* **Task details**
Return each record exactly as it appears, so that nothing is dropped or altered.

Records from a dataset:
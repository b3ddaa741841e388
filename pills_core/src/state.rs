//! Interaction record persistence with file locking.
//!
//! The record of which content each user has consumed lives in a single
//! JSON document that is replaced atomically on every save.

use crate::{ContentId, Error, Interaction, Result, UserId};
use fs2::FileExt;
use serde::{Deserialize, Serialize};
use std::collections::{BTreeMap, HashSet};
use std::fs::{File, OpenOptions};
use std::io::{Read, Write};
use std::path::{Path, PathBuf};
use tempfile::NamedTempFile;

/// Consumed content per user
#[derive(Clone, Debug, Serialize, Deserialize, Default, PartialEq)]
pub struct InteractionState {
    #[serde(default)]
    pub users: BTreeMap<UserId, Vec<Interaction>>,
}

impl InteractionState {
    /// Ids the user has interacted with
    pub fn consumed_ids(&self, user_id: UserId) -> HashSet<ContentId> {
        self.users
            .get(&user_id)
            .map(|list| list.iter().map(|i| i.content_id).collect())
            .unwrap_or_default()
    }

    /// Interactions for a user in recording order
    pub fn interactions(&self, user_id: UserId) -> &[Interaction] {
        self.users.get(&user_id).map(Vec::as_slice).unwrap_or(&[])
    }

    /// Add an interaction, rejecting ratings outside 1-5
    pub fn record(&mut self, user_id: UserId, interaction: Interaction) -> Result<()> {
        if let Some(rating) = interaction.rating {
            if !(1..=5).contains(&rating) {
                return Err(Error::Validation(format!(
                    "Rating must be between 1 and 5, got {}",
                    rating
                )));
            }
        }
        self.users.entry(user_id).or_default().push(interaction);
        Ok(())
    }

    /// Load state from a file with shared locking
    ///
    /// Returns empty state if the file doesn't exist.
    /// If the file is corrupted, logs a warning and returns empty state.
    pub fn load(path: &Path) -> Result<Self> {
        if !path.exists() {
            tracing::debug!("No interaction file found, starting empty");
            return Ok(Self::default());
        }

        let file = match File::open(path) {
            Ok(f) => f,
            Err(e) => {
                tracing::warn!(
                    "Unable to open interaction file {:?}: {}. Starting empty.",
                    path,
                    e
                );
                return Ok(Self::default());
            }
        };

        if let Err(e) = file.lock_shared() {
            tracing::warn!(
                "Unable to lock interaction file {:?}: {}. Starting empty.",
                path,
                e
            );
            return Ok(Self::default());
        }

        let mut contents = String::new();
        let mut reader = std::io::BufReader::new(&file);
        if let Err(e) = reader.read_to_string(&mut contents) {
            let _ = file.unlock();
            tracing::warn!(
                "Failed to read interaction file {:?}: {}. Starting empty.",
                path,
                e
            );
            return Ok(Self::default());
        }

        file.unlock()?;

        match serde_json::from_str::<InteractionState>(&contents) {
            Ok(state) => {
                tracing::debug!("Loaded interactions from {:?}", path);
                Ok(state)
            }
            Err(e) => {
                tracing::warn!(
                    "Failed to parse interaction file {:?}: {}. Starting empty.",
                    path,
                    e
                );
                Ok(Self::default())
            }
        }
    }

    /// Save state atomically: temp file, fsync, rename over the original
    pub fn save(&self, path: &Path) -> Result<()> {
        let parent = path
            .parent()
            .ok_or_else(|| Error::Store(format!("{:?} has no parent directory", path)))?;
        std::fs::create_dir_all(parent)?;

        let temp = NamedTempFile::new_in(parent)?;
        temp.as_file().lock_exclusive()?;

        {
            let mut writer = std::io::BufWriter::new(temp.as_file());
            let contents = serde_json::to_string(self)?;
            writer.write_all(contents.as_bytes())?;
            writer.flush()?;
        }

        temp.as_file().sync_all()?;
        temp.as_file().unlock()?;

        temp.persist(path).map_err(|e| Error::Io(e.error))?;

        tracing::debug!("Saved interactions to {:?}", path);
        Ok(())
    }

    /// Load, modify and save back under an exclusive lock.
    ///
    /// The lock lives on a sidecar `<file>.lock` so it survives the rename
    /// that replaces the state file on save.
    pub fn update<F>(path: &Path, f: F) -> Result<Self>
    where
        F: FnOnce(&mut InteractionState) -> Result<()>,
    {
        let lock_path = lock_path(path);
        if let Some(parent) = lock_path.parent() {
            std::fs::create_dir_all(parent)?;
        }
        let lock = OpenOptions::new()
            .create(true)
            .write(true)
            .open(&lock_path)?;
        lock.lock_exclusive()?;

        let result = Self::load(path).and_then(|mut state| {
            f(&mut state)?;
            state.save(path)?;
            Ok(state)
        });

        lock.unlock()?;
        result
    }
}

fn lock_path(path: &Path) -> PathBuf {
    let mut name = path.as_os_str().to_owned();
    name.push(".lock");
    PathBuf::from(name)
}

* **Written reply**
repository b3ddaa741841e388
filename pills_core/src/state.rs
//! Interaction record persistence with file locking.
//!
//! The record of which content each user has consumed lives in a single
//! JSON document that is replaced atomically on every save.

use crate::{ContentId, Error, Interaction, Result, UserId};
use fs2::FileExt;
use serde::{Deserialize, Serialize};
use std::collections::{BTreeMap, HashSet};
use std::fs::{File, OpenOptions};
use std::io::{Read, Write};
use std::path::{Path, PathBuf};
use tempfile::NamedTempFile;

/// Consumed content per user
#[derive(Clone, Debug, Serialize, Deserialize, Default, PartialEq)]
pub struct InteractionState {
    #[serde(default)]
    pub users: BTreeMap<UserId, Vec<Interaction>>,
}

impl InteractionState {
    /// Ids the user has interacted with
    pub fn consumed_ids(&self, user_id: UserId) -> HashSet<ContentId> {
        self.users
            .get(&user_id)
            .map(|list| list.iter().map(|i| i.content_id).collect())
            .unwrap_or_default()
    }

    /// Interactions for a user in recording order
    pub fn interactions(&self, user_id: UserId) -> &[Interaction] {
        self.users.get(&user_id).map(Vec::as_slice).unwrap_or(&[])
    }

    /// Add an interaction, rejecting ratings outside 1-5
    pub fn record(&mut self, user_id: UserId, interaction: Interaction) -> Result<()> {
        if let Some(rating) = interaction.rating {
            if !(1..=5).contains(&rating) {
                return Err(Error::Validation(format!(
                    "Rating must be between 1 and 5, got {}",
                    rating
                )));
            }
        }
        self.users.entry(user_id).or_default().push(interaction);
        Ok(())
    }

    /// Load state from a file with shared locking
    ///
    /// Returns empty state if the file doesn't exist.
    /// If the file is corrupted, logs a warning and returns empty state.
    pub fn load(path: &Path) -> Result<Self> {
        if !path.exists() {
            tracing::debug!("No interaction file found, starting empty");
            return Ok(Self::default());
        }

        let file = match File::open(path) {
            Ok(f) => f,
            Err(e) => {
                tracing::warn!(
                    "Unable to open interaction file {:?}: {}. Starting empty.",
                    path,
                    e
                );
                return Ok(Self::default());
            }
        };

        if let Err(e) = file.lock_shared() {
            tracing::warn!(
                "Unable to lock interaction file {:?}: {}. Starting empty.",
                path,
                e
            );
            return Ok(Self::default());
        }

        let mut contents = String::new();
        let mut reader = std::io::BufReader::new(&file);
        if let Err(e) = reader.read_to_string(&mut contents) {
            let _ = file.unlock();
            tracing::warn!(
                "Failed to read interaction file {:?}: {}. Starting empty.",
                path,
                e
            );
            return Ok(Self::default());
        }

        file.unlock()?;

        match serde_json::from_str::<InteractionState>(&contents) {
            Ok(state) => {
                tracing::debug!("Loaded interactions from {:?}", path);
                Ok(state)
            }
            Err(e) => {
                tracing::warn!(
                    "Failed to parse interaction file {:?}: {}. Starting empty.",
                    path,
                    e
                );
                Ok(Self::default())
            }
        }
    }

    /// Save state atomically: temp file, fsync, rename over the original
    pub fn save(&self, path: &Path) -> Result<()> {
        let parent = path
            .parent()
            .ok_or_else(|| Error::Store(format!("{:?} has no parent directory", path)))?;
        std::fs::create_dir_all(parent)?;

        let temp = NamedTempFile::new_in(parent)?;
        temp.as_file().lock_exclusive()?;

        {
            let mut writer = std::io::BufWriter::new(temp.as_file());
            let contents = serde_json::to_string(self)?;
            writer.write_all(contents.as_bytes())?;
            writer.flush()?;
        }

        temp.as_file().sync_all()?;
        temp.as_file().unlock()?;

        temp.persist(path).map_err(|e| Error::Io(e.error))?;

        tracing::debug!("Saved interactions to {:?}", path);
        Ok(())
    }

    /// Load, modify and save back under an exclusive lock.
    ///
    /// The lock lives on a sidecar `<file>.lock` so it survives the rename
    /// that replaces the state file on save.
    pub fn update<F>(path: &Path, f: F) -> Result<Self>
    where
        F: FnOnce(&mut InteractionState) -> Result<()>,
    {
        let lock_path = lock_path(path);
        if let Some(parent) = lock_path.parent() {
            std::fs::create_dir_all(parent)?;
        }
        let lock = OpenOptions::new()
            .create(true)
            .write(true)
            .open(&lock_path)?;
        lock.lock_exclusive()?;

        let result = Self::load(path).and_then(|mut state| {
            f(&mut state)?;
            state.save(path)?;
            Ok(state)
        });

        lock.unlock()?;
        result
    }
}

fn lock_path(path: &Path) -> PathBuf {
    let mut name = path.as_os_str().to_owned();
    name.push(".lock");
    PathBuf::from(name)
}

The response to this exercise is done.